Глава IV Флагелляция у римлян
Глава IV
Флагелляция у римлян
Телесные наказания у древних римлян имели чуть ли не самое широкое распространение; об этом свидетельствуют исследования многих авторитетных писателей-историков. В каждом доме обязательно можно было встретить картины, на которых изображались применявшиеся в то время для наказания инструменты и вспомогательные средства. В судейских камерах судьи были окружены огромным выбором всевозможных плетей, кнутов, розог и кожаных ремней, и все это имело в виду устрашение обвиняемого. Помимо того существовал еще целый арсенал пособий, специально предназначенных для наказания рабов; из числа таких инструментов назовем особого рода бечевки, изготовлявшиеся исключительно в Испании. Орудия наказания носили различные имена. Так, например, известна ferula, представлявшая собою плоский кожаный ремень, слывший в то время одним из самых милосердных и нежных инструментов. Далее следует Scutica, сплетенная из витого пергамента, затем — flagella и, наконец, самый ужасный инструмент — flagellum. Эта штука наводила сильнейший трепет и приготовлялась из скрученных полосок коровьей кожи. В третьей сатире своей первой книги Гораций описывает различные градации этих «устрашающих средств». Он рассказывает, между прочим, о том, как некий судья держал своих служащих в ежовых рукавицах, затем обращается в ироническом тоне к последователям стоицизма, проповедовавшим меры устрашения и утверждавшим, что все преступники равны и, следовательно, все наказания должны быть одинаковы. «Сделайте себе за правило, — говорит Гораций, — чтобы накладываемое вами наказание постоянно находилось в соответствии с совершенным преступлением. Если преступник заслуживает быть высеченным только плеткой из скрученных полосок пергамента, то не подвергайте его наказанию с помощью ужасных кожаных нагаек. А того, что вы накажете кого-либо ударами плоского ремня в то время, когда он заслужил более тяжелое наказание, — я нисколько не боюсь!»

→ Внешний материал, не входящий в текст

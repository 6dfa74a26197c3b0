//! Field names, query parameters and fixed strings of the Shock REST API.
//!
//! These values are part of the wire contract with the server and must not
//! change.

/// Path segment of the node collection, relative to the server root.
pub const NODE_PATH: &str = "node/";

/// Value of the `id` field in the server root document.
pub const SERVER_ID: &str = "Shock";

/// Multipart field carrying the file of a single-request upload.
pub const UPLOAD_FIELD: &str = "upload";

/// Multipart text field carrying the declared file format.
pub const FORMAT_FIELD: &str = "format";

/// Multipart file field carrying the node attributes as JSON.
pub const ATTRIBUTES_FIELD: &str = "attributes";

/// Filename declared for the attributes part.
pub const ATTRIBUTES_FILENAME: &str = "attribs";

/// Multipart text field controlling the chunked upload protocol.
pub const PARTS_FIELD: &str = "parts";

/// `parts` value that opens a node whose part count is not yet known.
pub const PARTS_UNKNOWN: &str = "unknown";

/// `parts` value that finalizes a chunked upload.
pub const PARTS_CLOSE: &str = "close";

/// Multipart text field requesting a copy of an existing node.
pub const COPY_DATA_FIELD: &str = "copy_data";

/// Scheme prefix of the authorization header value.
pub const AUTH_SCHEME: &str = "OAuth";

/// Query string selecting chunked download by size, without the size and part.
pub const DOWNLOAD_QUERY: &str = "download&index=size";

/// Query suffix asking the server for full user records in ACL responses.
pub const VERBOSITY_FULL: &str = "verbosity=full";

/// Error messages the server sends, across the server versions the client
/// supports.
pub mod messages {
    pub const NO_FILE: &str = "Node has no file";
    pub const NODE_DOES_NOT_EXIST: &str = "Node does not exist";
    pub const NODE_NOT_FOUND: &str = "Node not found";
    pub const TOO_MANY_OWNERS: &str = "Too many users. Nodes may have only one owner.";
    pub const OWNER_ONLY_ACL: &str = "Only the node owner can edit/view node ACL's";
    pub const NON_OWNER_DELETE_SELF: &str =
        "Users that are not node owners can only delete themselves from ACLs.";
    pub const DELETE_OWNERSHIP: &str = "Deleting ownership is not a supported request type.";
}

Существовали еще более ужасные инструменты, нежели упомянутый выше flagellum, а именно: длинные бичи или кнуты, в окончание которых вплетались металлические шарики, усеянные маленькими острыми иголками. Сечение рабов в древнем Риме производилось настолько часто, что остряки того времени наделяли несчастных прозвищем по роду полученного ими наказания; так, например, существовали bestiones, bucoedoe, verberonnes, flagriones и т. д.

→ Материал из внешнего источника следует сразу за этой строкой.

use std::collections::HashMap;

use serde::{Deserialize, Deserializer, Serialize};

use crate::node_id::NodeId;

/// Free-form node attributes (a JSON object).
pub type Attributes = serde_json::Map<String, serde_json::Value>;

/// The server root document returned by `GET /`.
#[derive(Debug, Clone, PartialEq, Serialize, Deserialize)]
pub struct ServerInfo {
    #[serde(default)]
    pub id: String,
    #[serde(default)]
    pub version: String,
    #[serde(default, skip_serializing_if = "Option::is_none")]
    pub url: Option<String>,
}

/// A node as returned by the server.
///
/// Fields the client does not use (indexes, tags, linkage, timestamps)
/// are ignored on decode.
#[derive(Debug, Clone, PartialEq, Serialize, Deserialize)]
pub struct NodeRecord {
    pub id: NodeId,
    #[serde(default, skip_serializing_if = "Option::is_none")]
    pub version: Option<String>,
    #[serde(default)]
    pub file: FileInformation,
    #[serde(default, skip_serializing_if = "Option::is_none")]
    pub attributes: Option<Attributes>,
    /// Node level format; newer servers report it here rather than on `file`.
    #[serde(
        default,
        deserialize_with = "empty_as_none",
        skip_serializing_if = "Option::is_none"
    )]
    pub format: Option<String>,
}

impl NodeRecord {
    /// Declared file format, preferring the node level field.
    pub fn file_format(&self) -> Option<&str> {
        self.format.as_deref().or(self.file.format.as_deref())
    }
}

/// Information about the file stored at a node.
#[derive(Debug, Clone, Default, PartialEq, Serialize, Deserialize)]
pub struct FileInformation {
    #[serde(default)]
    pub name: String,
    /// Size in bytes; 0 when the node has no file.
    #[serde(default)]
    pub size: u64,
    /// Checksums keyed by algorithm (e.g. `md5`).
    #[serde(default)]
    pub checksum: HashMap<String, String>,
    #[serde(
        default,
        deserialize_with = "empty_as_none",
        skip_serializing_if = "Option::is_none"
    )]
    pub format: Option<String>,
}

impl FileInformation {
    /// Returns the checksum for `algorithm`, if the server computed one.
    pub fn checksum(&self, algorithm: &str) -> Option<&str> {
        self.checksum.get(algorithm).map(String::as_str)
    }
}

/// A user entry in an ACL.
///
/// Older servers send a bare uuid string, newer ones a full record; both
/// decode to this type.
#[derive(Debug, Clone, PartialEq, Eq, Serialize, Deserialize)]
#[serde(from = "UserIdRepr")]
pub struct UserId {
    pub uuid: String,
    #[serde(default, skip_serializing_if = "Option::is_none")]
    pub username: Option<String>,
}

#[derive(Deserialize)]
#[serde(untagged)]
enum UserIdRepr {
    Bare(String),
    Full {
        uuid: String,
        #[serde(default)]
        username: Option<String>,
    },
}

impl From<UserIdRepr> for UserId {
    fn from(repr: UserIdRepr) -> Self {
        match repr {
            UserIdRepr::Bare(uuid) => Self {
                uuid,
                username: None,
            },
            UserIdRepr::Full { uuid, username } => Self { uuid, username },
        }
    }
}

/// Access control lists of a node at fetch time.
///
/// List fields are `None` when the server omitted them from the response.
#[derive(Debug, Clone, PartialEq, Serialize, Deserialize)]
pub struct AclRecord {
    pub owner: UserId,
    #[serde(default, skip_serializing_if = "Option::is_none")]
    pub read: Option<Vec<UserId>>,
    #[serde(default, skip_serializing_if = "Option::is_none")]
    pub write: Option<Vec<UserId>>,
    #[serde(default, skip_serializing_if = "Option::is_none")]
    pub delete: Option<Vec<UserId>>,
    #[serde(default, skip_serializing_if = "Option::is_none")]
    pub public: Option<HashMap<String, bool>>,
}

impl AclRecord {
    /// Whether anonymous users can read the node.
    pub fn is_publicly_readable(&self) -> bool {
        self.public
            .as_ref()
            .and_then(|p| p.get(AclType::Read.as_str()).copied())
            .unwrap_or(false)
    }
}

/// The kind of ACL an operation targets.
#[derive(Debug, Clone, Copy, PartialEq, Eq, Hash, Serialize, Deserialize)]
#[serde(rename_all = "lowercase")]
pub enum AclType {
    Read,
    Write,
    Owner,
    Delete,
    All,
}

impl AclType {
    /// Wire name of the ACL.
    pub fn as_str(&self) -> &'static str {
        match self {
            AclType::Read => "read",
            AclType::Write => "write",
            AclType::Owner => "owner",
            AclType::Delete => "delete",
            AclType::All => "all",
        }
    }

    /// Path fragment appended to a node path, e.g. `/acl/read/`.
    pub fn url_fragment(&self) -> String {
        format!("/acl/{}/", self.as_str())
    }
}

impl std::str::FromStr for AclType {
    type Err = String;

    fn from_str(s: &str) -> Result<Self, Self::Err> {
        match s {
            "read" => Ok(AclType::Read),
            "write" => Ok(AclType::Write),
            "owner" => Ok(AclType::Owner),
            "delete" => Ok(AclType::Delete),
            "all" => Ok(AclType::All),
            other => Err(format!("unknown ACL type: {other}")),
        }
    }
}

fn empty_as_none<'de, D: Deserializer<'de>>(deserializer: D) -> Result<Option<String>, D::Error> {
    let value = Option::<String>::deserialize(deserializer)?;
    Ok(value.filter(|s| !s.is_empty()))
}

Наказания, налагавшиеся на рабов, и тот ужас, который они внушали несчастным, служили очень часто темой, на которой охотно останавливался в своих комедиях Платон. Так, например, в его «Эгедике» один из рабов, являющийся в пьесе главным действующим лицом, увидел, что повелитель его в одно прекрасное утро обзавелся новой плетью, и из этого заключил, что господин открыл все его замыслы! Всевозможные телесные наказания служили для Платона неисчерпаемым источником для острот и шуток. В одной комедии раб в шутку обращается к другому невольнику и спрашивает его: сколь в нем весу, когда он висит нагишом, привязанный к балке, а к ногам его прикреплены стофунтовые тяжести? Необходимо заметить, что подобный груз привешивался к рабам постоянно во время наказания, чем имелось в виду, как мы уже упоминали выше, препятствовать им наносить своими ногами толчки экзекутору. В другом месте Платон делает намеки на ремни из коровьей кожи, из которых приготовлялись батоги, и советует рабам топтать их ногами; при этом Платон погружен в глубокое раздумье по поводу удивительного факта, заключающегося в том, что «мертвая скотина может наносить вред живому человеку».

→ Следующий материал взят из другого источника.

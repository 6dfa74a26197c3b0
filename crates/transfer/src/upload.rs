//! Upload driver: small-file fast path plus the open / parts / close protocol.

use std::io::Read;

use shock_protocol::{Attributes, NodeId, NodeRecord};
use tracing::{debug, info};

use crate::chunked::ChunkReader;
use crate::types::UploadSession;
use crate::validation::{normalize_format, validate_filename};
use crate::{DEFAULT_CHUNK_SIZE, TransferError};

/// What gets declared alongside an uploaded file.
#[derive(Debug, Clone, Copy)]
pub struct UploadMeta<'a> {
    pub filename: &'a str,
    pub format: Option<&'a str>,
    pub attributes: Option<&'a Attributes>,
}

impl<'a> UploadMeta<'a> {
    pub fn new(filename: &'a str) -> Self {
        Self {
            filename,
            format: None,
            attributes: None,
        }
    }

    pub fn with_format(mut self, format: Option<&'a str>) -> Self {
        self.format = normalize_format(format);
        self
    }

    pub fn with_attributes(mut self, attributes: Option<&'a Attributes>) -> Self {
        self.attributes = attributes;
        self
    }
}

/// The node-writing requests an upload is made of.
///
/// The HTTP client implements this on top of its transport; tests use a
/// recording mock.
pub trait NodeWriter {
    type Error: From<TransferError>;

    /// Creates a node in one request, with `file` as its whole content.
    ///
    /// `None` creates a node without a file part.
    fn create_node(
        &self,
        meta: &UploadMeta<'_>,
        file: Option<Vec<u8>>,
    ) -> Result<NodeRecord, Self::Error>;

    /// Creates an empty node that will receive an unknown number of parts.
    fn open_node(&self, meta: &UploadMeta<'_>) -> Result<NodeRecord, Self::Error>;

    /// Sends part `part` (1-based) of the node's file.
    fn put_part(
        &self,
        id: &NodeId,
        part: u32,
        filename: &str,
        data: Vec<u8>,
    ) -> Result<(), Self::Error>;

    /// Finalizes a chunked node; the file is readable only after this.
    fn close_node(&self, id: &NodeId) -> Result<NodeRecord, Self::Error>;
}

/// Streams a byte source into a new node.
#[derive(Debug, Clone, Copy)]
pub struct Uploader {
    chunk_size: usize,
}

impl Default for Uploader {
    fn default() -> Self {
        Self {
            chunk_size: DEFAULT_CHUNK_SIZE,
        }
    }
}

impl Uploader {
    pub fn new(chunk_size: usize) -> Result<Self, TransferError> {
        if chunk_size == 0 {
            return Err(TransferError::ZeroChunkSize);
        }
        Ok(Self { chunk_size })
    }

    pub fn chunk_size(&self) -> usize {
        self.chunk_size
    }

    /// Uploads everything `source` yields and returns the finished node.
    ///
    /// Sources that fit in one chunk are sent in a single request. Larger
    /// sources open a node, send each chunk as a numbered part, then close
    /// it. At most two chunks are held in memory at a time. The first failed
    /// request aborts the upload; a node opened by then is left unclosed.
    pub fn upload<W, R>(
        &self,
        writer: &W,
        source: R,
        meta: &UploadMeta<'_>,
    ) -> Result<NodeRecord, W::Error>
    where
        W: NodeWriter + ?Sized,
        R: Read,
    {
        validate_filename(meta.filename)?;
        let mut reader = ChunkReader::new(source, self.chunk_size)?;

        let Some(first) = reader.next_chunk()? else {
            debug!(filename = meta.filename, "empty source, creating node without file");
            return writer.create_node(meta, None);
        };
        let mut next = reader.next_chunk()?;
        if next.is_none() {
            debug!(
                filename = meta.filename,
                bytes = first.len(),
                "single request upload"
            );
            return writer.create_node(meta, Some(first.data));
        }

        let opened = writer.open_node(meta)?;
        let mut session = UploadSession::new(opened.id);
        debug!(node = %session.node_id(), chunk_size = self.chunk_size, "opened chunked upload");

        let mut current = first;
        loop {
            let part = session.next_part()?;
            let bytes = current.len();
            writer.put_part(session.node_id(), part, meta.filename, current.data)?;
            session.part_sent(bytes)?;
            debug!(node = %session.node_id(), part, bytes, "part sent");

            let Some(upcoming) = next.take() else {
                break;
            };
            current = upcoming;
            next = reader.next_chunk()?;
        }

        session.close()?;
        let node = writer.close_node(session.node_id())?;
        info!(
            node = %node.id,
            parts = session.parts_sent(),
            bytes = session.bytes_sent(),
            "chunked upload complete"
        );
        Ok(node)
    }
}
/// Middleware modules for the API server
///
/// - `auth`: resolves the request actor from a Bearer token
/// - `security`: security response headers

pub mod auth;
pub mod security;
/// Payment endpoints
///
/// - `POST /api/payments/create` - opens a checkout session for a course or lesson
/// - `GET /api/payments` - payment history; moderators see all, others their own
///
/// # Create
///
/// ```text
/// POST /api/payments/create
/// {"paid_course": "...", "amount": "1500.00", "payment_method": "transfer"}
/// ```
///
/// ```json
/// {"id": "...", "payment_url": "https://checkout.stripe.com/...", "stripe_session_id": "cs_..."}
/// ```
///
/// # Errors
///
/// - `400 Bad Request`: both or neither target, unknown target, amount <= 0
/// - `502 Bad Gateway`: the provider failed; a pending payment without a
///   session remains
/// - `503 Service Unavailable`: no provider configured

use crate::{
    app::AppState,
    error::{ApiError, ApiResult},
    routes::pagination::{Page, PageParams, Pagination},
};
use axum::{
    extract::{
        rejection::{JsonRejection, QueryRejection},
        OriginalUri, Query, State,
    },
    http::StatusCode,
    Extension, Json,
};
use lms_shared::{
    auth::{
        actor::Actor,
        authorization::{payment_scope, require_authenticated},
    },
    models::payment::{Payment, PaymentFilter, PaymentMethod, PaymentOrdering},
    payments::{orchestrator::PaymentRequest, PaymentTarget},
};
use rust_decimal::Decimal;
use serde::{Deserialize, Serialize};
use tracing::info;
use uuid::Uuid;

/// Create body
#[derive(Debug, Deserialize)]
pub struct CreatePaymentRequest {
    pub paid_course: Option<Uuid>,
    pub paid_lesson: Option<Uuid>,
    pub amount: Decimal,
    #[serde(default = "default_method")]
    pub payment_method: PaymentMethod,
}

fn default_method() -> PaymentMethod {
    PaymentMethod::Transfer
}

/// Create response
#[derive(Debug, Serialize)]
pub struct CreatePaymentResponse {
    pub id: Uuid,
    pub payment_url: String,
    pub stripe_session_id: String,
}

/// List query
#[derive(Debug, Default, Deserialize)]
pub struct PaymentQuery {
    pub paid_course: Option<Uuid>,
    pub paid_lesson: Option<Uuid>,
    pub payment_method: Option<String>,
    pub ordering: Option<String>,
    pub page: Option<u32>,
    pub page_size: Option<u32>,
}

impl PaymentQuery {
    fn page_params(&self) -> PageParams {
        PageParams {
            page: self.page,
            page_size: self.page_size,
        }
    }

    /// Filter for `owner` (None = every user)
    fn filter(&self, owner: Option<Uuid>) -> ApiResult<PaymentFilter> {
        let payment_method = self
            .payment_method
            .as_deref()
            .map(str::parse::<PaymentMethod>)
            .transpose()
            .map_err(|e| ApiError::field("payment_method", e.to_string()))?;

        let ordering = self
            .ordering
            .as_deref()
            .map(str::parse::<PaymentOrdering>)
            .transpose()
            .map_err(|e| ApiError::field("ordering", e))?
            .unwrap_or_default();

        Ok(PaymentFilter {
            user_id: owner,
            paid_course_id: self.paid_course,
            paid_lesson_id: self.paid_lesson,
            payment_method,
            ordering,
        })
    }
}

/// Open a checkout session
pub async fn create_payment(
    State(state): State<AppState>,
    Extension(actor): Extension<Actor>,
    body: Result<Json<CreatePaymentRequest>, JsonRejection>,
) -> ApiResult<(StatusCode, Json<CreatePaymentResponse>)> {
    let user_id = require_authenticated(&actor)?.user_id;
    let Json(req) = body?;

    let target = PaymentTarget::from_fields(req.paid_course, req.paid_lesson)?;

    let orchestrator = state
        .payments
        .as_ref()
        .ok_or_else(|| ApiError::ServiceUnavailable("Payments are not configured".to_string()))?;

    let session = orchestrator
        .create_payment_session(
            &state.store,
            PaymentRequest {
                user_id,
                target,
                amount: req.amount,
                method: req.payment_method,
            },
        )
        .await?;

    info!(payment_id = %session.payment_id, user_id = %user_id, "Checkout session created");

    Ok((
        StatusCode::CREATED,
        Json(CreatePaymentResponse {
            id: session.payment_id,
            payment_url: session.payment_url,
            stripe_session_id: session.session_id,
        }),
    ))
}

/// List payments
///
/// Filters: `paid_course`, `paid_lesson`, `payment_method`;
/// `ordering=payment_date|-payment_date` (default newest first).
pub async fn list_payments(
    State(state): State<AppState>,
    Extension(actor): Extension<Actor>,
    OriginalUri(uri): OriginalUri,
    query: Result<Query<PaymentQuery>, QueryRejection>,
) -> ApiResult<Json<Page<Payment>>> {
    let owner = payment_scope(&actor)?.owner_filter();
    let Query(query) = query?;

    let filter = query.filter(owner)?;
    let pagination = Pagination::resolve(query.page_params(), state.config.api.page_size)?;

    let count = Payment::count(&state.db, &filter).await?;
    let results = Payment::list(&state.db, &filter, pagination.limit(), pagination.offset()).await?;

    Ok(Json(Page::new(&uri, pagination, count, results)?))
}

#[cfg(test)]
mod tests {
    use super::*;
    use rust_decimal_macros::dec;

    #[test]
    fn test_create_request_defaults_to_transfer() {
        let req: CreatePaymentRequest =
            serde_json::from_str(r#"{"paid_course": null, "amount": "19.995"}"#).unwrap();
        assert_eq!(req.payment_method, PaymentMethod::Transfer);
        assert_eq!(req.amount, dec!(19.995));
    }

    #[test]
    fn test_filter_parses_method_and_ordering() {
        let owner = Uuid::new_v4();
        let query = PaymentQuery {
            payment_method: Some("cash".to_string()),
            ordering: Some("payment_date".to_string()),
            ..Default::default()
        };

        let filter = query.filter(Some(owner)).unwrap();
        assert_eq!(filter.user_id, Some(owner));
        assert_eq!(filter.payment_method, Some(PaymentMethod::Cash));
        assert_eq!(filter.ordering, PaymentOrdering::DateAscending);
    }

    #[test]
    fn test_filter_defaults_to_newest_first() {
        let filter = PaymentQuery::default().filter(None).unwrap();
        assert_eq!(filter.ordering, PaymentOrdering::DateDescending);
        assert!(filter.user_id.is_none());
    }

    #[test]
    fn test_filter_rejects_unknown_values() {
        let query = PaymentQuery {
            payment_method: Some("card".to_string()),
            ..Default::default()
        };
        assert!(matches!(query.filter(None), Err(ApiError::ValidationError(_))));

        let query = PaymentQuery {
            ordering: Some("amount".to_string()),
            ..Default::default()
        };
        assert!(matches!(query.filter(None), Err(ApiError::ValidationError(_))));
    }
}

Мы могли бы привести массу обычаев и привычек старого Рима, характеризовавших то могущественное положение, которое занимала в то время плеть или розга. Так, например, сечение и бичевание рабов получило такие права гражданства, что плеть или палка могли быть символом жизненного положения этих несчастных. Камерариус повествует об особенном обычае, существовавшем в течение довольно продолжительного промежутка времени и заключавшемся в том, что позади триумфатора, в его колеснице, стоял человек с плетью в руке. Это должно было означать, что судьба человека вообще крайне изменчива и что с величия славы можно опуститься до положения простого работника-невольника.
Для того чтобы высечь рабыню, вполне достаточным основанием у римлянки — по словам Ювенала — служил нос невольницы, который почему-то не нравился капризной госпоже; иными словами, говорит этот автор, стоило римлянке быть недовольной своей собственной внешностью, как за это расплачивалась ни в чем не повинная рабыня. У некоторых матрон существовало даже правило, в силу которого рабыни, занимаясь прической своей госпожи, должны были оставаться полуобнаженными, чтобы в случае малейшей погрешности, происшедшей вследствие незначительной неловкости, быть готовой к восприятию того количества ударов, которое заблагорассудится назначить пришедшей в негодование барыне. Эти прелестные фурии дошли в конце концов в своей жестокости до того, что в первом периоде империи их власть была до некоторой степени сокращена. Во время владычества императора Адриана некая дама была приговорена к пятилетней ссылке за то, что жестоко обращалась со своей рабыней. Если случалось так, что прислужницы разбивали стакан или во время варки портили какое-либо кушанье, то заранее могли рассчитывать на самую ужасную порку, которая нередко производилась в присутствии гостей, дабы их поразвлечь. И действительно, гости были крайне благодарны за доставленное им бесплатное зрелище. Ювенал, описывая настроение одной римлянки, недовольной своим мужем и поэтому обрушивающейся на рабов, выражается буквально следующим образом: «О, горе ее прислужницам! Горничные должны снять верхние платья свои, прислужник получает упреки за долгое отсутствие свое. Полосы кожаных ремней разрываются о спины некоторых рабынь, у некоторых потоками струится кровь под ударами плетей, у других — вследствие ударов батогами из пергамента».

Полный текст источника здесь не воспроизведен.